Directed by: David Yates
Distributed by: Warner Bros. Pictures
Written by Alexander Reams
I still remember the hype surrounding “Fantastic Beasts: The Crimes of Grindelwald”, the excitement towards seeing one of the most notorious wizards in J.K. Rowling’s magical universe taking the screen, especially after the reveal in the previous film, “Fantastic Beasts and Where to Find Them”. Then it hit theaters and the response was lukewarm at best, at worst it was called the end of the franchise. Now we have the series’ third film, that’s three of five films (for anyone keeping score), “Fantastic Beasts: The Secrets of Dumbledore”, and while it does share many issues with “Crimes of Grindelwald”, there are glimmers of coherence and possible greatness throughout, there are frequent times where the film nearly caves in on itself because of its complexity. Not complexity in its usual form, philosophical themes, etc. Instead illusions of grandeur plague “Secrets of Dumbledore” like the blood vow that the titular character has wrapped around his physical and mental body for most of the film. These illusions rip the limits of reality away as we are introduced to more subplots, a very uneven tone, and going back and forth between characters that you shouldn’t care about, but do, and characters that you should care about, but don’t. The most egregious example is the “lead” of this series, Eddie Redmayne’s Newt Scamander.
It’s not clear whether time has passed since the last time we saw our merry gang of witches and wizards, but one thing is for sure, we now know the biggest question in the Wizarding World universe “How did Harry Potter come up with the name “Dumbledore’s Army”? Well, here it is folks, the OG “Dumbledore’s Army”. One thing is for sure, our gang is back together and they are as poorly written as ever, sans Dan Fogler’s Jacob Kowalski, he is the standout here, bringing more emotional depth in one scene than Redmayne’s Scamander does in the whole series. Going against our fellowship of witches, wizards, and the best baker in Queens is the ever-so-lovely Gellert Grindelwald (this time being played by Mads Mikkelsen, who by appearing in a studio film again can now go back to Denmark and make his “strange indie stuff” that I will be first in line to see). Along with Grindelwald is Credence Barebone (portrayed by Ezra Miller, no comment), and the love of Jacob Kowalski, Queenie Goldstein (portrayed by a heartbreaking Alison Sudol). This leads to the film forcing an emotional confrontation because “the bad guy has the one guy’s girl and is taking advantage of an orphan and we gotta save them!”

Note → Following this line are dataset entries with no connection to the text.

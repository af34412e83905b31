//! Typed configuration for the puzzle-box controller.
//!
//! The configuration is a TOML file of per-concern sections. Every field
//! has a default matching the stock experiment, so a partial file is
//! legal; a missing file triggers template generation and a fatal error so
//! the operator reviews the defaults before the first session (see
//! [`Config::load_or_template`]).

mod file;
pub mod testdef;

use std::collections::BTreeMap;
use std::time::Duration;

use serde::{Deserialize, Serialize};

use crate::error::{Error, Result};
pub use testdef::{Answer, AnswerSpec, CuePattern, SelectionMode, TestDefinition, Trial};

/// Root configuration structure.
#[derive(Debug, Clone, Default, PartialEq, Serialize, Deserialize)]
#[serde(default)]
pub struct Config {
    /// Reward budgets
    pub rewards: RewardsConfig,
    /// Trial/block/test progression
    pub blocks: BlocksConfig,
    /// Failure escalation
    pub failure: FailureConfig,
    /// Subject presence detection
    pub presence: PresenceConfig,
    /// Loop intervals and debounce tuning
    pub timing: TimingConfig,
    /// Test order and trial lists
    pub tests: TestsConfig,
}

/// Reward budgets: entry rewards, training push rewards, and the daily cap.
#[derive(Debug, Clone, PartialEq, Eq, Serialize, Deserialize)]
#[serde(default)]
pub struct RewardsConfig {
    /// Maximum entry rewards per subject
    pub entry_reward: u32,
    /// Maximum training push rewards, pooled across both sides
    pub push_reward_either: u32,
    /// Maximum training push rewards for the right side
    pub push_reward_right: u32,
    /// Maximum training push rewards for the left side
    pub push_reward_left: u32,
    /// Maximum rewards dispensed in one day (all subjects)
    pub daily_max: u32,
}

impl Default for RewardsConfig {
    fn default() -> Self {
        Self {
            entry_reward: 2,
            push_reward_either: 4,
            push_reward_right: 2,
            push_reward_left: 2,
            daily_max: 50,
        }
    }
}

/// Trial/block/test progression parameters.
#[derive(Debug, Clone, PartialEq, Eq, Serialize, Deserialize)]
#[serde(default)]
pub struct BlocksConfig {
    /// Trials in a block (also the sliding-window length)
    pub trials_in_block: usize,
    /// Successful trials required for a block to succeed
    pub success_threshold: u32,
    /// Consecutive successful blocks required to advance to the next test
    pub blocks_to_pass: u32,
    /// Rolling-window block completion instead of fixed-length blocks
    pub consecutive: bool,
    /// Test to loop back to once all tests are complete (0 disables looping)
    pub loop_test: usize,
    /// Maximum tests one subject may complete per session (0 = unlimited)
    pub max_tests_per_session: u32,
}

impl Default for BlocksConfig {
    fn default() -> Self {
        Self {
            trials_in_block: 12,
            success_threshold: 9,
            blocks_to_pass: 2,
            consecutive: false,
            loop_test: 0,
            max_tests_per_session: 1,
        }
    }
}

/// Failure handling: retry budget and escalating timeouts.
#[derive(Debug, Clone, PartialEq, Eq, Serialize, Deserialize)]
#[serde(default)]
pub struct FailureConfig {
    /// Pause after every failed trial, in seconds
    pub fail_delay_secs: u64,
    /// Times a failed trial is repeated before moving on
    pub fail_trial_repeat: u32,
    /// Failed trials per block that trigger the long timeout (0 disables)
    pub max_failed_trials: u32,
    /// Timeout once `max_failed_trials` is reached, in seconds
    pub failed_trials_timeout_secs: u64,
    /// Failed blocks per test that trigger the long timeout (0 disables)
    pub max_failed_blocks: u32,
    /// Timeout once `max_failed_blocks` is reached, in minutes
    pub failed_blocks_timeout_mins: u64,
    /// Pause between consecutive tests, in seconds (0 disables)
    pub between_test_timeout_secs: u64,
}

impl Default for FailureConfig {
    fn default() -> Self {
        Self {
            fail_delay_secs: 5,
            fail_trial_repeat: 0,
            max_failed_trials: 0,
            failed_trials_timeout_secs: 60,
            max_failed_blocks: 0,
            failed_blocks_timeout_mins: 30,
            between_test_timeout_secs: 0,
        }
    }
}

/// Subject presence detection thresholds.
///
/// The reliability filter is what keeps a single spurious read from
/// evicting the current subject: identity switches are trusted quickly
/// only after readings have been dense for `time_until_reliable_secs`.
#[derive(Debug, Clone, PartialEq, Serialize, Deserialize)]
#[serde(default)]
pub struct PresenceConfig {
    /// Silence before the current subject counts as departed, in seconds
    pub rfid_timeout_secs: f64,
    /// Time a foreign tag must dominate before the subject is switched,
    /// in seconds
    pub new_animal_timeout_secs: f64,
    /// Read gap after which readings count as noisy again, in seconds
    pub reliability_delay_threshold_secs: f64,
    /// Dense-reading time required before fast switches are trusted,
    /// in seconds
    pub time_until_reliable_secs: f64,
    /// Tags the controller refuses to serve
    pub ignored_tags: Vec<String>,
}

impl Default for PresenceConfig {
    fn default() -> Self {
        Self {
            rfid_timeout_secs: 5.0,
            new_animal_timeout_secs: 1.0,
            reliability_delay_threshold_secs: 3.0,
            time_until_reliable_secs: 10.0,
            ignored_tags: Vec::new(),
        }
    }
}

/// Loop intervals, debounce tuning, and the feeder cooldown.
#[derive(Debug, Clone, PartialEq, Eq, Serialize, Deserialize)]
#[serde(default)]
pub struct TimingConfig {
    /// Main-loop poll interval while waiting for a response, in ms
    pub input_poll_ms: u64,
    /// Poll interval while waiting for a subject to arrive, in ms
    pub idle_poll_ms: u64,
    /// Timeout countdown tick, in ms
    pub timeout_tick_ms: u64,
    /// Minimum interval between feed cycles, in ms
    pub min_feed_interval_ms: u64,
    /// Poll interval while waiting for the feeder switch to engage, in ms
    pub feed_engage_poll_ms: u64,
    /// Poll interval while waiting for the feeder switch to release, in ms
    pub feed_release_poll_ms: u64,
    /// Level re-checks confirming a button edge
    pub press_rechecks: u32,
    /// Interval between level re-checks, in ms
    pub press_recheck_ms: u64,
    /// Settle time before arming the press listener, in ms
    pub press_warmup_ms: u64,
    /// Pause after an entry reward, in ms
    pub entry_pause_ms: u64,
    /// Unconditional feed interval while waiting for input, in minutes
    /// (0 disables timed feeding)
    pub timed_feed_interval_mins: u64,
}

impl Default for TimingConfig {
    fn default() -> Self {
        Self {
            input_poll_ms: 20,
            idle_poll_ms: 500,
            timeout_tick_ms: 1000,
            min_feed_interval_ms: 500,
            feed_engage_poll_ms: 100,
            feed_release_poll_ms: 50,
            press_rechecks: 1,
            press_recheck_ms: 10,
            press_warmup_ms: 50,
            entry_pause_ms: 1000,
            timed_feed_interval_mins: 0,
        }
    }
}

/// Test order and per-test trial lists.
#[derive(Debug, Clone, PartialEq, Eq, Serialize, Deserialize)]
#[serde(default)]
pub struct TestsConfig {
    /// The ordered sequence of tests to be performed
    pub order: Vec<String>,
    /// Trial templates per test, each an `ANSWER-CUE` pair.
    ///
    /// The answer character is `R`, `L`, `E` (either), `I` (input),
    /// `S` (same as preference) or `O` (opposite from preference); the cue
    /// character is `R`, `L`, `B` (both) or `N` (neither).
    pub lists: BTreeMap<String, Vec<String>>,
}

impl Default for TestsConfig {
    fn default() -> Self {
        let mut lists = BTreeMap::new();
        lists.insert("shuffle1".to_string(), vec!["L-L".to_string(), "R-R".to_string()]);
        Self {
            order: vec!["shuffle1".to_string()],
            lists,
        }
    }
}

impl Config {
    /// Check cross-field consistency.
    ///
    /// # Errors
    ///
    /// Returns [`Error::Config`] when block geometry is impossible or the
    /// test order references a missing trial list.
    pub fn validate(&self) -> Result<()> {
        if self.blocks.trials_in_block == 0 {
            return Err(Error::Config("trials_in_block must be at least 1".into()));
        }
        if self.blocks.success_threshold as usize > self.blocks.trials_in_block {
            return Err(Error::Config(format!(
                "success_threshold ({}) exceeds trials_in_block ({})",
                self.blocks.success_threshold, self.blocks.trials_in_block
            )));
        }
        if self.blocks.loop_test > self.tests.order.len() {
            return Err(Error::Config(format!(
                "loop_test ({}) exceeds the number of configured tests ({})",
                self.blocks.loop_test,
                self.tests.order.len()
            )));
        }
        for name in &self.tests.order {
            if !self.tests.lists.contains_key(name) {
                return Err(Error::Config(format!("test '{name}' has no trial list")));
            }
        }
        Ok(())
    }

    /// Parse the configured trial lists into [`TestDefinition`]s, in
    /// session order.
    ///
    /// # Errors
    ///
    /// Returns a configuration error when a list is missing, empty, or
    /// contains an unparseable template.
    pub fn test_definitions(&self) -> Result<Vec<TestDefinition>> {
        self.tests
            .order
            .iter()
            .map(|name| {
                let templates = self
                    .tests
                    .lists
                    .get(name)
                    .ok_or_else(|| Error::Config(format!("test '{name}' has no trial list")))?;
                TestDefinition::parse(name, templates)
            })
            .collect()
    }

    /// Whether `tag` is on the ignore list.
    #[must_use]
    pub fn is_ignored(&self, tag: &str) -> bool {
        self.presence.ignored_tags.iter().any(|t| t == tag)
    }

    /// Pause after a failed trial.
    #[must_use]
    pub const fn fail_delay(&self) -> Duration {
        Duration::from_secs(self.failure.fail_delay_secs)
    }

    /// Timeout applied when `max_failed_trials` is reached.
    #[must_use]
    pub const fn failed_trials_timeout(&self) -> Duration {
        Duration::from_secs(self.failure.failed_trials_timeout_secs)
    }

    /// Timeout applied when `max_failed_blocks` is reached.
    #[must_use]
    pub const fn failed_blocks_timeout(&self) -> Duration {
        Duration::from_secs(self.failure.failed_blocks_timeout_mins * 60)
    }

    /// Pause between consecutive tests.
    #[must_use]
    pub const fn between_test_timeout(&self) -> Duration {
        Duration::from_secs(self.failure.between_test_timeout_secs)
    }

    /// Unconditional feed interval (zero when disabled).
    #[must_use]
    pub const fn timed_feed_interval(&self) -> Duration {
        Duration::from_secs(self.timing.timed_feed_interval_mins * 60)
    }
}

#[cfg(test)]
mod tests {
    use super::*;

    #[test]
    fn test_defaults_validate() {
        let config = Config::default();
        config.validate().unwrap();
        let tests = config.test_definitions().unwrap();
        assert_eq!(tests.len(), 1);
        assert_eq!(tests[0].mode(), SelectionMode::Shuffle);
        assert_eq!(tests[0].trials().len(), 2);
    }

    #[test]
    fn test_validate_rejects_impossible_threshold() {
        let mut config = Config::default();
        config.blocks.trials_in_block = 4;
        config.blocks.success_threshold = 5;
        assert!(config.validate().is_err());
    }

    #[test]
    fn test_validate_rejects_dangling_test_name() {
        let mut config = Config::default();
        config.tests.order.push("missing".to_string());
        assert!(config.validate().is_err());
    }

    #[test]
    fn test_validate_rejects_out_of_range_loop_test() {
        let mut config = Config::default();
        config.blocks.loop_test = 2;
        assert!(config.validate().is_err());
    }

    #[test]
    fn test_partial_toml_uses_defaults() {
        let config: Config = toml::from_str(
            r#"
            [blocks]
            trials_in_block = 4
            success_threshold = 3
            "#,
        )
        .unwrap();
        assert_eq!(config.blocks.trials_in_block, 4);
        assert_eq!(config.blocks.success_threshold, 3);
        assert_eq!(config.rewards.entry_reward, 2);
        assert_eq!(config.presence.rfid_timeout_secs, 5.0);
    }
}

The tone has always been the enemy of “Fantastic Beasts” from the start. Even in the first film where the tone is its most consistent (and that’s not saying much), we are introduced to whimsical animals then get thrown into a story about the beginnings of the worst wizard ever, throwing in a possessed boy, add in a few bits with Jacob Kowalski being fish-out-of-water and it’s still pretty mixed. This has snowballed into the storylines either being funny or serious, surprisingly, they mesh better here, particularly going back and forth between a tender and funny bit with Newt Scamander and his brother, Theseus (Callum Turner, who has a much larger role here, and it is very welcome) and the more emotionally heavy story of Jacob seeing Queenie again for the first time since “Crimes of Grindelwald.” At the head of these storylines is Grindelwald’s overall goal, a war between the wizarding community and muggles (non-magic folk). And if you think they skip the chance to throw in as much Nazi-esque imagery, you’d be wrong. From the scenes in Berlin to the ideology of Grindelwald, the creatives behind the camera must have obliviated the word “subtle” from their minds.
What is the real reason for the appeal of these movies? Is it the acting? No, Eddie Redmayne continues to get more awkward the more he is on screen, and sans a handful of scenes, to the point, that he becomes a nuisance. Jude Law, Dan Fogler, and Mads Mikkelsen are the only people in the ensemble to turn in commendable performances, Law’s vulnerability, particularly in the opening scene, Fogler’s raw emotion mixed with his humor is consistently working throughout the franchise, and Mikkelsen proves once again he plays one of the best villains in Hollywood today. Is it the writing? Nope, J.K. Rowling is writing these films like books, but forgetting that film is a medium that does have a cap, there’s only so much you can stuff into it. It’s the action within this world, and while it is few and far between here, it is visually stunning, even without the necessary emotional depth, particularly in the duel between Credence and Albus, that there is in the duel between Grindewald and Dumbledore. The relationship between Dumbledore and Grindewald is at the forefront throughout and it is one of the finest aspects of this film. Unfortunately “Secrets of Dumbledore” falls into the same trap that “Crimes of Grindewald” and that’s being more overstuffed than Niffler in the Lestrange vault at Gringotts.
“Fantastic Beasts: The Secrets of Dumbledore” Trailer
“Fantastic Beasts: The Secrets of Dumbledore” is in wide theatrical release.